- WHAT YOU NEED TO DO
Output only the stretch of the listing that starts at the line containing "already be masked." and ends at the line containing "pub fn kind(&self)", reproduced exactly with both ends.

::::::::

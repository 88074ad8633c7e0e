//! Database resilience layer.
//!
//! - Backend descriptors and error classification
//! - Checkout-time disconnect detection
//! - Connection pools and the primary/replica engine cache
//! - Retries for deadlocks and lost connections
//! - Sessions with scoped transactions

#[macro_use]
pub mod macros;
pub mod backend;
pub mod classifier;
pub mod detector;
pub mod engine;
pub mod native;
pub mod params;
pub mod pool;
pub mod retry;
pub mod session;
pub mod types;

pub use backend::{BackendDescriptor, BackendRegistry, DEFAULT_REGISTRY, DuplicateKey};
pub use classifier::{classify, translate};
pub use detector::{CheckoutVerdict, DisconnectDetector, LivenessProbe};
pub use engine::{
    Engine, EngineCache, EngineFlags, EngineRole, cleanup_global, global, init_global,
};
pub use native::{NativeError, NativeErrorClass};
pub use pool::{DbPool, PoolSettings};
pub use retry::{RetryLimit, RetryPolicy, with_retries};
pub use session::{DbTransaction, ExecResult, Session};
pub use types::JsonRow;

::::::::

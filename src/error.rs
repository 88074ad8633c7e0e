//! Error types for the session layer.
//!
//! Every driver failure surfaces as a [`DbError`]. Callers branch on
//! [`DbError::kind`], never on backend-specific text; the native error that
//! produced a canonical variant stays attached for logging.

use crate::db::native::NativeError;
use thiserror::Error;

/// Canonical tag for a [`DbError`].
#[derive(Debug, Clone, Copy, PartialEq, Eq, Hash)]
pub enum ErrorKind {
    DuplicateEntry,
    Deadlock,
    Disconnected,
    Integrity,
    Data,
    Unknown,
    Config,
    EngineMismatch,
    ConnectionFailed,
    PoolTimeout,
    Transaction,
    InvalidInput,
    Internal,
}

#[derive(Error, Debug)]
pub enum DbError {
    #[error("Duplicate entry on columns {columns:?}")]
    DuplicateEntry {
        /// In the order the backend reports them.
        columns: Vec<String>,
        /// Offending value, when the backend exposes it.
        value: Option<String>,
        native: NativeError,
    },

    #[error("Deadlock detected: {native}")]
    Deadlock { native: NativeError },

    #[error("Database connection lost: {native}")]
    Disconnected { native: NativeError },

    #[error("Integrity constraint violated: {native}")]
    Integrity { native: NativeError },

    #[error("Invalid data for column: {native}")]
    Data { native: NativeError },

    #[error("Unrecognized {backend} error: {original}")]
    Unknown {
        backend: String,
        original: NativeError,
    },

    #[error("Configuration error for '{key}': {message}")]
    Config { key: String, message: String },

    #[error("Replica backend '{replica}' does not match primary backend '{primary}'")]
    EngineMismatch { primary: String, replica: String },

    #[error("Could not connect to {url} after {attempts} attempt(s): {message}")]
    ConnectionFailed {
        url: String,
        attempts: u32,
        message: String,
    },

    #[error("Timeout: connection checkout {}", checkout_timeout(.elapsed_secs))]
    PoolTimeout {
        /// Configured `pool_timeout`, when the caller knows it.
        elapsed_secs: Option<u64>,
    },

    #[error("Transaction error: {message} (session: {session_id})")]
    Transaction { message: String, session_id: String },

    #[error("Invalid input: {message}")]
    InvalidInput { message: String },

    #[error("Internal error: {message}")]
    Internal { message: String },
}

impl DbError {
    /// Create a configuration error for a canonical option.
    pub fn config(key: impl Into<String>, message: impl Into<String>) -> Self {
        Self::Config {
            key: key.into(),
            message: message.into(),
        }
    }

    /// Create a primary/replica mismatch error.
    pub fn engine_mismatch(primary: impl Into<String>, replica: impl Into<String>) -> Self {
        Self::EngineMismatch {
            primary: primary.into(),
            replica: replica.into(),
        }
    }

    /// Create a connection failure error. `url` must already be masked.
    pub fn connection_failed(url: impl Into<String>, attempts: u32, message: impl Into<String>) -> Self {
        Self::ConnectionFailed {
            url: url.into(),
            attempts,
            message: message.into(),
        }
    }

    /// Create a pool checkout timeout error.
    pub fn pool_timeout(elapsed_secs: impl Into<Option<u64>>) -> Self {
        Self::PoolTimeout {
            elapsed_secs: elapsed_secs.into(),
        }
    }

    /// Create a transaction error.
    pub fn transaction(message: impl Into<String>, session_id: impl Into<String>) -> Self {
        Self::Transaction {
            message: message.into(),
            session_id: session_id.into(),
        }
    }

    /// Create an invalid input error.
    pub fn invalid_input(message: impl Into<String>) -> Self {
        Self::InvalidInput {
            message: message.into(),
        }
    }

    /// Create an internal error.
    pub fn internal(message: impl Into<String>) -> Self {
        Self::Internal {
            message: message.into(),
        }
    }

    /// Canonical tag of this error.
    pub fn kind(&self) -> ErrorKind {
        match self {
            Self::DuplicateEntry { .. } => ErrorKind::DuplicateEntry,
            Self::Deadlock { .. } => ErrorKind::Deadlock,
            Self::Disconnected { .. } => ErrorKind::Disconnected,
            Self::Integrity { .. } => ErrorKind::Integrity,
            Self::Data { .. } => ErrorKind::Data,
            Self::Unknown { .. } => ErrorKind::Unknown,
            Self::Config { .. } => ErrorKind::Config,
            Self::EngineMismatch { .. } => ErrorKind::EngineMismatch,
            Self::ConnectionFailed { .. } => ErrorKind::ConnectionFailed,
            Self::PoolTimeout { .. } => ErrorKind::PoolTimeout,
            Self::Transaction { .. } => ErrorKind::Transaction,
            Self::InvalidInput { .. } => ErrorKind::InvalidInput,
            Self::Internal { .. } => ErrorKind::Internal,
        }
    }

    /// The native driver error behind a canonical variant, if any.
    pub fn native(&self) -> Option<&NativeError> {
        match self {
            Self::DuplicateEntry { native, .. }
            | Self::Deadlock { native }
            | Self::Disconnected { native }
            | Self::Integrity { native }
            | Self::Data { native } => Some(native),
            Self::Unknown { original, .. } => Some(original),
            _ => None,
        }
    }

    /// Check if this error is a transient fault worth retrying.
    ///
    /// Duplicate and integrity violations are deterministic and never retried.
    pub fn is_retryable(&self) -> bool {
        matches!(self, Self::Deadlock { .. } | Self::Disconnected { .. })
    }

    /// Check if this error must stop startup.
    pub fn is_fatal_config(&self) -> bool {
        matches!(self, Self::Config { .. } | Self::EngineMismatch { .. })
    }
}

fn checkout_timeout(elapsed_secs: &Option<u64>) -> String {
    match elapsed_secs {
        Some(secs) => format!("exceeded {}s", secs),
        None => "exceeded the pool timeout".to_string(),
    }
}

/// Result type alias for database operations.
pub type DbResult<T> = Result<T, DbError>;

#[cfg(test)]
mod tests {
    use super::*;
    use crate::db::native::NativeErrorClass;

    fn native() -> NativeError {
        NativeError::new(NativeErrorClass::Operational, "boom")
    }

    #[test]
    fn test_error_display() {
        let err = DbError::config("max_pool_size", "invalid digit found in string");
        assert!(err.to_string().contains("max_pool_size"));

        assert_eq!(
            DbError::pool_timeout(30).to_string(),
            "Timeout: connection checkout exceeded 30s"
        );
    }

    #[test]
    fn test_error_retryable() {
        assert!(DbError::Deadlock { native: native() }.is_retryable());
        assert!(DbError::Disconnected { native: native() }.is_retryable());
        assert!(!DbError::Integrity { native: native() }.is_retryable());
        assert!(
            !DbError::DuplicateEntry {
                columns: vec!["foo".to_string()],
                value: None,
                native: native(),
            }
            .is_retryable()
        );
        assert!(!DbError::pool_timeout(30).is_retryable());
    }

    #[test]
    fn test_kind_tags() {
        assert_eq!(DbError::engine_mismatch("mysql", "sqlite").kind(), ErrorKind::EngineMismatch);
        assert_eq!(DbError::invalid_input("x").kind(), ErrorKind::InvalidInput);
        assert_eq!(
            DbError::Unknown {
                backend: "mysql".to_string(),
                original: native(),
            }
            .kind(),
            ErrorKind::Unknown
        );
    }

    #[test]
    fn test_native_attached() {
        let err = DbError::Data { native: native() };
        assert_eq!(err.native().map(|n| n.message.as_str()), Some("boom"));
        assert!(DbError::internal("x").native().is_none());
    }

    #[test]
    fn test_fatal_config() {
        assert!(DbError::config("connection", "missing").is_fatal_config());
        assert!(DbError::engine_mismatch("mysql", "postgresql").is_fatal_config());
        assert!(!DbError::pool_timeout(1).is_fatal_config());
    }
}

::::::::

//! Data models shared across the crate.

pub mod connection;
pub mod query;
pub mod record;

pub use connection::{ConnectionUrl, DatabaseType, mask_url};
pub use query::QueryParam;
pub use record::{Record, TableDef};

::::::::

- SOLUTION TO THIS PROBLEM
    /// Create a connection failure error. `url` must already be masked.
    pub fn connection_failed(url: impl Into<String>, attempts: u32, message: impl Into<String>) -> Self {
        Self::ConnectionFailed {
            url: url.into(),
            attempts,
            message: message.into(),
        }
    }

    /// Create a pool checkout timeout error.
    pub fn pool_timeout(elapsed_secs: impl Into<Option<u64>>) -> Self {
        Self::PoolTimeout {
            elapsed_secs: elapsed_secs.into(),
        }
    }

    /// Create a transaction error.
    pub fn transaction(message: impl Into<String>, session_id: impl Into<String>) -> Self {
        Self::Transaction {
            message: message.into(),
            session_id: session_id.into(),
        }
    }

    /// Create an invalid input error.
    pub fn invalid_input(message: impl Into<String>) -> Self {
        Self::InvalidInput {
            message: message.into(),
        }
    }

    /// Create an internal error.
    pub fn internal(message: impl Into<String>) -> Self {
        Self::Internal {
            message: message.into(),
        }
    }

    /// Canonical tag of this error.
    pub fn kind(&self) -> ErrorKind {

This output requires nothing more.